Vila Velha (ES) – O mercado de combustíveis aéreos registrou uma mudança de trajetória nesta quarta-feira (1º). A Petrobras oficializou uma redução de 14,5% no preço de venda do querosene de aviação (QAV) para as distribuidoras. Trata-se do segundo recuo consecutivo aplicado pela estatal nos reajustes mensais, aliviando minimamente uma estrutura de custos que vinha sendo pressionada por fatores externos.
Na prática, a alteração significa uma queda de R$ 0,81 por litro. Com o novo ajuste, os valores praticados nas refinarias da companhia oscilam entre R$ 4,67 e R$ 4,93. A justificativa técnica para o movimento passa pela chamada atenuação dos efeitos da guerra no Oriente Médio sobre as cotações internacionais dos derivados de petróleo.

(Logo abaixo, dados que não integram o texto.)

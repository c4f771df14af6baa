use super::*;
use crate::kernel::WorkspaceState;
use crate::models::NodeId;
use std::collections::VecDeque;

struct ScriptedBackend {
    submitted: Vec<SubmissionRequest>,
    replies: VecDeque<SubmissionResult>,
}

impl ExecutionBackend for ScriptedBackend {
    fn languages(&mut self) -> Result<Vec<ExecutionLanguage>, ExecutionError> {
        Ok(vec![ExecutionLanguage::new(71, "Python (3.10.4)")])
    }

    fn submit(&mut self, request: &SubmissionRequest) -> Result<SubmissionToken, ExecutionError> {
        self.submitted.push(request.clone());
        Ok(SubmissionToken("tok-1".into()))
    }

    fn poll(&mut self, _token: &SubmissionToken) -> Result<SubmissionResult, ExecutionError> {
        self.replies
            .pop_front()
            .ok_or_else(|| ExecutionError::Backend("exhausted".into()))
    }
}

fn status(id: u32, description: &str) -> SubmissionStatus {
    SubmissionStatus {
        id,
        description: description.into(),
    }
}

#[test]
fn request_uses_active_tab_and_input() {
    let mut store = Store::new(WorkspaceState::default());
    store.set_execution_language(54);
    store.set_input("3 4\n");

    let request = SubmissionRequest::from_store(&store).unwrap();
    assert_eq!(request.language_id, 54);
    assert_eq!(request.stdin, "3 4\n");
    assert!(request.source_code.contains("Hello, World!"));
}

#[test]
fn request_prefers_tab_language() {
    let mut store = Store::new(WorkspaceState::default());
    store.set_execution_language(54);
    store
        .set_language(&NodeId::from("file1"), crate::kernel::LanguageTag::C, Some(50))
        .unwrap();

    assert_eq!(SubmissionRequest::from_store(&store).unwrap().language_id, 50);
}

#[test]
fn request_rejects_blank_source_and_missing_language() {
    let mut store = Store::new(WorkspaceState::default());
    assert_eq!(
        SubmissionRequest::from_store(&store),
        Err(ExecutionError::NoLanguage)
    );

    store.set_execution_language(54);
    store.update_content(&NodeId::from("file1"), "  \n").unwrap();
    assert_eq!(
        SubmissionRequest::from_store(&store),
        Err(ExecutionError::EmptySource)
    );
}

#[test]
fn summary_skips_empty_sections() {
    let result = SubmissionResult {
        status: status(3, "Accepted"),
        stdout: Some("7\n".into()),
        stderr: Some(String::new()),
        time: Some("0.002".into()),
        memory: Some(3200),
        ..Default::default()
    };

    assert_eq!(
        result.summary(),
        "Status: Accepted\n\nStandard output:\n7\n\n\nExecution time: 0.002 seconds\nMemory used: 3200 KB\n"
    );
    assert_eq!(result.status_line(), "Execution completed successfully");
}

#[test]
fn summary_reports_compile_errors() {
    let result = SubmissionResult {
        status: status(6, "Compilation Error"),
        compile_output: Some("main.cpp:1: error".into()),
        ..Default::default()
    };

    let summary = result.summary();
    assert!(summary.starts_with("Status: Compilation Error\n\nCompilation output:\nmain.cpp:1: error"));
    assert_eq!(
        result.status_line(),
        "Execution completed with status: Compilation Error"
    );
}

#[test]
fn result_deserializes_runner_payload() {
    let result: SubmissionResult = serde_json::from_str(
        r#"{"status":{"id":2,"description":"Processing"},"stdout":null,"time":null}"#,
    )
    .unwrap();
    assert!(result.status.is_pending());
    assert_eq!(result.summary(), "Status: Processing\n\n");
}

#[test]
fn backend_round_trip_until_finished() {
    let mut backend = ScriptedBackend {
        submitted: Vec::new(),
        replies: VecDeque::from(vec![
            SubmissionResult {
                status: status(1, "In Queue"),
                ..Default::default()
            },
            SubmissionResult {
                status: status(3, "Accepted"),
                stdout: Some("ok".into()),
                ..Default::default()
            },
        ]),
    };

    let mut store = Store::new(WorkspaceState::default());
    let languages = backend.languages().unwrap();
    store.set_execution_languages(languages, None);

    let request = SubmissionRequest::from_store(&store).unwrap();
    assert_eq!(request.language_id, 71);
    let token = backend.submit(&request).unwrap();

    let mut result = backend.poll(&token).unwrap();
    while result.status.is_pending() {
        result = backend.poll(&token).unwrap();
    }
    assert!(result.status.is_accepted());
    assert_eq!(backend.submitted.len(), 1);
}
use serde::{Deserialize, Serialize};
use std::path::PathBuf;

use crate::kernel::language::DEFAULT_EXECUTION_LANGUAGE_ID;

pub const ENV_DATA_DIR: &str = "CODEPLAY_DATA_DIR";
pub const ENV_DEFAULT_LANGUAGE_ID: &str = "CODEPLAY_DEFAULT_LANGUAGE_ID";

#[derive(Debug, Clone, PartialEq, Eq, Serialize, Deserialize)]
pub struct Settings {
    #[serde(default = "default_app_name")]
    pub app_name: String,
    /// Execution language used when nothing was saved yet.
    #[serde(default = "default_language_id")]
    pub default_language_id: u32,
    /// Where workspace state lives; the platform data directory when unset.
    #[serde(default, skip_serializing_if = "Option::is_none")]
    pub data_dir: Option<PathBuf>,
    /// `EnvFilter` directive for the log file, e.g. `codeplay=debug`.
    #[serde(default, skip_serializing_if = "Option::is_none")]
    pub log_filter: Option<String>,
}

fn default_app_name() -> String {
    "Code Playground".to_string()
}

fn default_language_id() -> u32 {
    DEFAULT_EXECUTION_LANGUAGE_ID
}

impl Default for Settings {
    fn default() -> Self {
        Self {
            app_name: default_app_name(),
            default_language_id: default_language_id(),
            data_dir: None,
            log_filter: None,
        }
    }
}

impl Settings {
    /// Applies `CODEPLAY_*` overrides read through `var`. Unparsable values
    /// are ignored.
    pub fn apply_env_overrides(&mut self, var: impl Fn(&str) -> Option<String>) {
        if let Some(dir) = var(ENV_DATA_DIR).filter(|v| !v.trim().is_empty()) {
            self.data_dir = Some(PathBuf::from(dir));
        }
        if let Some(id) = var(ENV_DEFAULT_LANGUAGE_ID).and_then(|v| v.trim().parse().ok()) {
            self.default_language_id = id;
        }
    }
}

#[cfg(test)]
#[path = "../../../../tests/unit/kernel/services/ports/settings.rs"]
mod tests;
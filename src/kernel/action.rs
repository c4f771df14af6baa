use super::language::LanguageTag;
use super::session::EditorPane;
use crate::models::NodeId;

/// User intents reported by the tree view, tab strip and panels.
#[derive(Debug, Clone, PartialEq)]
pub enum Action {
    CreateFile {
        parent: NodeId,
        name: String,
        content: String,
    },
    CreateFolder {
        parent: NodeId,
        name: String,
    },
    NewFile {
        parent: NodeId,
    },
    ImportFile {
        name: String,
        content: String,
        pane: EditorPane,
    },
    Rename {
        id: NodeId,
        name: String,
    },
    Delete {
        id: NodeId,
    },
    Move {
        id: NodeId,
        target: NodeId,
    },
    OpenNode {
        id: NodeId,
    },
    SelectFile {
        id: NodeId,
    },
    SetActive {
        id: NodeId,
    },
    SetSecondary {
        id: Option<NodeId>,
    },
    AssignToPane {
        pane: EditorPane,
        id: NodeId,
    },
    CloseFile {
        id: NodeId,
    },
    UpdateContent {
        id: NodeId,
        content: String,
    },
    SetLanguage {
        id: NodeId,
        language: LanguageTag,
        language_id: Option<u32>,
    },
    SwapPanes,
    ToggleSplitView,
    SetSplitRatio {
        ratio: f32,
    },
    ToggleFolder {
        id: NodeId,
    },
    SetExplorerWidth {
        width: u32,
    },
    SetOutputHeight {
        height: u32,
        viewport_height: u32,
    },
    SetExecutionLanguage {
        id: u32,
    },
    SetInput {
        text: String,
    },
}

Apesar do alívio pontual, a conta do ano ainda é pesada. O QAV acumula uma alta de 40,5% em comparação aos patamares observados no final de 2025, o que se traduz em um acréscimo de R$ 1,39 por litro. A volatilidade recente tem raízes profundas no conflito deflagrado em 28 de fevereiro envolvendo os Estados Unidos, Israel e o Irã.

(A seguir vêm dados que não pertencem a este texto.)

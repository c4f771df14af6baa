use super::services::ports::storage::StorageKey;

#[derive(Debug, Clone, Copy, PartialEq, Eq)]
pub enum Effect {
    /// The state behind this key changed and should be written back.
    Persist(StorageKey),
}
//! Key-value stores: in-memory and one-file-per-key on disk.

use rustc_hash::FxHashMap;
use std::fs;
use std::io;
use std::path::{Path, PathBuf};

use crate::kernel::services::ports::storage::{KeyValueStore, Result, StorageKey};

#[derive(Debug, Default, Clone)]
pub struct MemoryStore {
    entries: FxHashMap<StorageKey, String>,
}

impl MemoryStore {
    pub fn new() -> Self {
        Self::default()
    }

    pub fn get(&self, key: StorageKey) -> Option<&str> {
        self.entries.get(&key).map(String::as_str)
    }

    pub fn insert(&mut self, key: StorageKey, blob: impl Into<String>) {
        self.entries.insert(key, blob.into());
    }

    pub fn len(&self) -> usize {
        self.entries.len()
    }

    pub fn is_empty(&self) -> bool {
        self.entries.is_empty()
    }
}

impl KeyValueStore for MemoryStore {
    fn load(&self, key: StorageKey) -> Result<Option<String>> {
        Ok(self.entries.get(&key).cloned())
    }

    fn save(&mut self, key: StorageKey, blob: &str) -> Result<()> {
        self.entries.insert(key, blob.to_string());
        Ok(())
    }
}

/// Stores each key as `<dir>/<key>.json`.
#[derive(Debug, Clone)]
pub struct FileStore {
    dir: PathBuf,
}

impl FileStore {
    pub fn open(dir: impl Into<PathBuf>) -> Result<Self> {
        let dir = dir.into();
        if !dir.exists() {
            fs::create_dir_all(&dir)?;
        }
        Ok(Self { dir })
    }

    pub fn dir(&self) -> &Path {
        &self.dir
    }

    fn path_for(&self, key: StorageKey) -> PathBuf {
        self.dir.join(format!("{}.json", key.as_str()))
    }
}

impl KeyValueStore for FileStore {
    fn load(&self, key: StorageKey) -> Result<Option<String>> {
        match fs::read_to_string(self.path_for(key)) {
            Ok(blob) => Ok(Some(blob)),
            Err(e) if e.kind() == io::ErrorKind::NotFound => Ok(None),
            Err(e) => Err(e.into()),
        }
    }

    fn save(&mut self, key: StorageKey, blob: &str) -> Result<()> {
        let path = self.path_for(key);
        let tmp = path.with_extension("json.tmp");
        fs::write(&tmp, blob)?;
        fs::rename(&tmp, &path)?;
        Ok(())
    }
}

#[cfg(test)]
#[path = "../../../../tests/unit/kernel/services/adapters/storage.rs"]
mod tests;
use std::io::{self, Write};

use codeplay::kernel::services::adapters::{
    ensure_settings_file, resolve_settings, storage_dir, FileStore, MemoryStore,
};
use codeplay::kernel::services::ports::KeyValueStore;
use codeplay::kernel::services::WorkspaceHost;
use codeplay::models::NodeId;
use rustc_hash::FxHashSet;

mod logging;

fn main() -> io::Result<()> {
    let settings_file = ensure_settings_file();
    let settings = resolve_settings();
    let _logging = logging::init(&settings);
    if let Err(e) = settings_file {
        tracing::warn!(error = %e, "cannot create settings file; using defaults");
    }

    let view = std::env::args().nth(1).unwrap_or_else(|| "tree".to_string());

    match storage_dir(&settings).map(FileStore::open) {
        Some(Ok(storage)) => {
            tracing::info!(dir = %storage.dir().display(), "using file storage");
            print_view(WorkspaceHost::open(storage, &settings), &view)
        }
        Some(Err(e)) => {
            tracing::warn!(error = %e, "file storage unavailable; using memory");
            print_view(WorkspaceHost::open(MemoryStore::new(), &settings), &view)
        }
        None => print_view(WorkspaceHost::open(MemoryStore::new(), &settings), &view),
    }
}

fn print_view<S: KeyValueStore>(host: WorkspaceHost<S>, view: &str) -> io::Result<()> {
    let store = host.store();
    let mut out = io::stdout().lock();

    match view {
        "session" => {
            let session = store.session();
            for file in session.open_files() {
                let mut marks = String::new();
                if &file.id == session.active_id() {
                    marks.push('*');
                }
                if session.secondary_id() == Some(&file.id) && session.split_view() {
                    marks.push('+');
                }
                writeln!(out, "{marks:2}{} ({}) [{}]", file.name, file.id, file.language.as_str())?;
            }
            if let Some(lang) = store.selected_execution_language() {
                writeln!(out, "language: {}", lang.name)?;
            }
        }
        "tree" => {
            let expanded: FxHashSet<NodeId> =
                store.preferences().expanded_folders().iter().cloned().collect();
            writeln!(out, "{}", store.tree().root().name())?;
            for row in store.tree().flatten_for_view(&expanded) {
                let indent = "  ".repeat(usize::from(row.depth) + 1);
                let marker = match (row.kind, row.is_expanded) {
                    (codeplay::models::NodeKind::Folder, true) => "v ",
                    (codeplay::models::NodeKind::Folder, false) => "> ",
                    (codeplay::models::NodeKind::File, _) => "",
                };
                writeln!(out, "{indent}{marker}{}", row.name)?;
            }
        }
        other => {
            eprintln!("usage: codeplay [tree|session] (got {other:?})");
        }
    }
    Ok(())
}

A eclosão das hostilidades afetou severamente a logística global do setor. O ponto de maior estrangulamento foi o bloqueio do Estreito de Ormuz, ao sul do Irã — uma artéria vital por onde escoava cerca de 20% da produção mundial de óleo e gás antes da crise. A redução da oferta global provocada pelo bloqueio gerou uma disparada imediata nas cotações. Como o Brasil opera sob a lógica das commodities, o preço interno permanece atrelado a esse mercado internacional, independentemente da nossa condição de país produtor.

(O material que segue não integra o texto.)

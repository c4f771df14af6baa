//! codeplay - in-browser coding workspace core
//!
//! Modules:
//! - models: workspace tree (arena of files and folders, id minting)
//! - kernel: editing session, the store that keeps tree and session in sync,
//!   persistence, settings and the execution contract

pub mod kernel;
pub mod models;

O cenário dos últimos meses foi marcado por instabilidade. Em abril, o QAV sofreu uma pressão altista de 55%, seguida por um aumento de 18% em maio. Naquela ocasião, a magnitude do impacto obrigou a Petrobras a permitir que as distribuidoras parcelassem os reajustes para evitar um colapso imediato no fluxo de caixa das operadoras. A inversão começou a ocorrer apenas em junho, com um corte de 14,2%.
Esse novo respiro no mercado também permitiu que o governo federal iniciasse o desmonte dos subsídios que vinham sendo pagos a produtores e importadores de combustíveis. Esses repasses serviam como uma trava emergencial para evitar que a alta dos preços internacionais fosse transferida integralmente ao consumidor final nos aeroportos.
Atualmente, a Petrobras domina aproximadamente 85% da produção de QAV, operando o combustível que sai de suas refinarias ou que é importado. Contudo, o setor não é um monopólio: o mercado é aberto à livre concorrência, permitindo que outros agentes atuem tanto na produção quanto na importação. Uma vez que o produto é adquirido pelas distribuidoras, a responsabilidade pelo transporte e pela entrega final às companhias aéreas recai inteiramente sobre essas empresas, que operam a logística nos terminais aeroportuários.